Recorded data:
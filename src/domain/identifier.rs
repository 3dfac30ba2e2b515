// Copyright (c) 2025 - Cowboy AI, Inc.
//! Composite Identifier Value Object and Codec
//!
//! Every topology entity is keyed by a human-readable path: the parent's id
//! followed by the entity's own discriminant values, joined with `:`.
//!
//! ```text
//! prod                          environment
//! prod:aws:111111111111         provider  (environment + provider_type + name)
//! prod:aws:111111111111:eu-1    region    (provider + name)
//! ```
//!
//! The codec is driven by an [`IdShape`] declared per entity type, so a type
//! that appends two segments (allocation, provider) is handled the same way
//! as one that appends a single `name`.

use serde::{Deserialize, Serialize};
use std::fmt;
use thiserror::Error;

/// Segment delimiter for composite identifiers
pub const DELIMITER: char = ':';

/// Identifier codec error
#[derive(Debug, Error, Clone, PartialEq, Eq)]
pub enum IdentifierError {
    #[error("Invalid identifier segment {segment:?}: {reason}")]
    InvalidSegment { segment: String, reason: String },

    #[error("Malformed identifier {id:?}: expected {expected} segments, found {actual}")]
    MalformedId {
        id: String,
        expected: usize,
        actual: usize,
    },
}

/// Validate a single identifier segment
///
/// # Invariants
/// - Non-empty
/// - Does not contain the delimiter
pub fn validate_segment(segment: &str) -> Result<(), IdentifierError> {
    if segment.is_empty() {
        return Err(IdentifierError::InvalidSegment {
            segment: segment.to_string(),
            reason: "segment is empty".to_string(),
        });
    }

    if segment.contains(DELIMITER) {
        return Err(IdentifierError::InvalidSegment {
            segment: segment.to_string(),
            reason: format!("segment contains delimiter '{}'", DELIMITER),
        });
    }

    Ok(())
}

/// Join ordered segments into a composite identifier
///
/// Fails with `InvalidSegment` if any part is empty or contains `:`, or if no
/// parts are given at all.
pub fn compose<S: AsRef<str>>(parts: &[S]) -> Result<String, IdentifierError> {
    if parts.is_empty() {
        return Err(IdentifierError::InvalidSegment {
            segment: String::new(),
            reason: "no segments supplied".to_string(),
        });
    }

    let mut id = String::new();
    for (i, part) in parts.iter().enumerate() {
        let part = part.as_ref();
        validate_segment(part)?;
        if i > 0 {
            id.push(DELIMITER);
        }
        id.push_str(part);
    }

    Ok(id)
}

/// Split a composite identifier into exactly `expected` segments
pub fn decompose(id: &str, expected: usize) -> Result<Vec<String>, IdentifierError> {
    let parts: Vec<String> = id.split(DELIMITER).map(str::to_string).collect();

    if parts.len() != expected {
        return Err(IdentifierError::MalformedId {
            id: id.to_string(),
            expected,
            actual: parts.len(),
        });
    }

    for part in &parts {
        validate_segment(part)?;
    }

    Ok(parts)
}

/// Composite entity identifier
///
/// Construction through [`EntityId::parse`] only checks the segment syntax;
/// agreement with an entity type's shape is checked by [`IdShape::split`].
///
/// # Examples
///
/// ```rust
/// use cim_topology::domain::EntityId;
///
/// let id = EntityId::parse("app1:web:api").unwrap();
/// assert_eq!(id.segments(), vec!["app1", "web", "api"]);
/// assert!(id.is_descendant_of(&EntityId::parse("app1").unwrap()));
/// assert!(EntityId::parse("app1::api").is_err());
/// ```
#[derive(Debug, Clone, PartialEq, Eq, PartialOrd, Ord, Hash, Serialize, Deserialize)]
#[serde(try_from = "String", into = "String")]
pub struct EntityId(String);

impl EntityId {
    /// Parse and validate a composite identifier
    pub fn parse(id: impl Into<String>) -> Result<Self, IdentifierError> {
        let id = id.into();
        for segment in id.split(DELIMITER) {
            validate_segment(segment)?;
        }
        Ok(Self(id))
    }

    /// Build an identifier from ordered segments
    pub fn from_segments<S: AsRef<str>>(parts: &[S]) -> Result<Self, IdentifierError> {
        compose(parts).map(Self)
    }

    /// Get the identifier as a string slice
    pub fn as_str(&self) -> &str {
        &self.0
    }

    /// Get the segments of this identifier
    pub fn segments(&self) -> Vec<&str> {
        self.0.split(DELIMITER).collect()
    }

    /// Number of segments in this identifier
    pub fn segment_count(&self) -> usize {
        self.0.split(DELIMITER).count()
    }

    /// True when `self` is strictly below `ancestor` in the id hierarchy
    pub fn is_descendant_of(&self, ancestor: &EntityId) -> bool {
        self.0.len() > ancestor.0.len()
            && self.0.starts_with(ancestor.as_str())
            && self.0[ancestor.0.len()..].starts_with(DELIMITER)
    }

    /// Replace the `old` prefix of this id with `new`
    ///
    /// Returns `None` when `self` is neither `old` nor a descendant of it.
    pub fn rebase(&self, old: &EntityId, new: &EntityId) -> Option<EntityId> {
        if self == old {
            return Some(new.clone());
        }
        if self.is_descendant_of(old) {
            return Some(Self(format!("{}{}", new.0, &self.0[old.0.len()..])));
        }
        None
    }
}

impl fmt::Display for EntityId {
    fn fmt(&self, f: &mut fmt::Formatter<'_>) -> fmt::Result {
        write!(f, "{}", self.0)
    }
}

impl AsRef<str> for EntityId {
    fn as_ref(&self) -> &str {
        &self.0
    }
}

impl TryFrom<String> for EntityId {
    type Error = IdentifierError;

    fn try_from(value: String) -> Result<Self, Self::Error> {
        Self::parse(value)
    }
}

impl TryFrom<&str> for EntityId {
    type Error = IdentifierError;

    fn try_from(value: &str) -> Result<Self, Self::Error> {
        Self::parse(value)
    }
}

impl From<EntityId> for String {
    fn from(id: EntityId) -> Self {
        id.0
    }
}

/// Identifier shape of an entity type
///
/// `inherited` is the segment count of the parent's id (zero for roots),
/// `own` the number of discriminant segments the type appends.
#[derive(Debug, Clone, Copy, PartialEq, Eq, Hash, Serialize, Deserialize)]
pub struct IdShape {
    pub inherited: usize,
    pub own: usize,
}

impl IdShape {
    /// Shape of a root type with the given number of own segments
    pub fn root(own: usize) -> Self {
        Self { inherited: 0, own }
    }

    /// Shape of a type appending `own` segments to a parent of shape `parent`
    pub fn child_of(parent: IdShape, own: usize) -> Self {
        Self {
            inherited: parent.total(),
            own,
        }
    }

    /// Total number of segments in an id of this shape
    pub fn total(&self) -> usize {
        self.inherited + self.own
    }

    /// True for shapes that inherit nothing
    pub fn is_root(&self) -> bool {
        self.inherited == 0
    }

    /// Compose an id of this shape from the parent id and own segments
    pub fn compose<S: AsRef<str>>(
        &self,
        parent: Option<&EntityId>,
        own: &[S],
    ) -> Result<EntityId, IdentifierError> {
        let mut parts: Vec<&str> = Vec::with_capacity(self.total());

        match parent {
            Some(parent) => {
                let inherited = parent.segments();
                if inherited.len() != self.inherited {
                    return Err(IdentifierError::MalformedId {
                        id: parent.to_string(),
                        expected: self.inherited,
                        actual: inherited.len(),
                    });
                }
                parts.extend(inherited);
            }
            None if self.inherited > 0 => {
                return Err(IdentifierError::MalformedId {
                    id: String::new(),
                    expected: self.inherited,
                    actual: 0,
                });
            }
            None => {}
        }

        if own.len() != self.own {
            return Err(IdentifierError::MalformedId {
                id: compose(own).unwrap_or_default(),
                expected: self.own,
                actual: own.len(),
            });
        }
        parts.extend(own.iter().map(AsRef::as_ref));

        EntityId::from_segments(&parts)
    }

    /// Split an id of this shape into its parent id and own segments
    pub fn split(&self, id: &EntityId) -> Result<(Option<EntityId>, Vec<String>), IdentifierError> {
        let mut parts = decompose(id.as_str(), self.total())?;
        let own = parts.split_off(self.inherited);

        let parent = if parts.is_empty() {
            None
        } else {
            Some(EntityId::from_segments(&parts)?)
        };

        Ok((parent, own))
    }
}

__WHAT THIS TASK INVOLVES__
Determine the number of lines in the entries that contain "provider", then write that number alone.

__EXERCISE OUTPUT__
3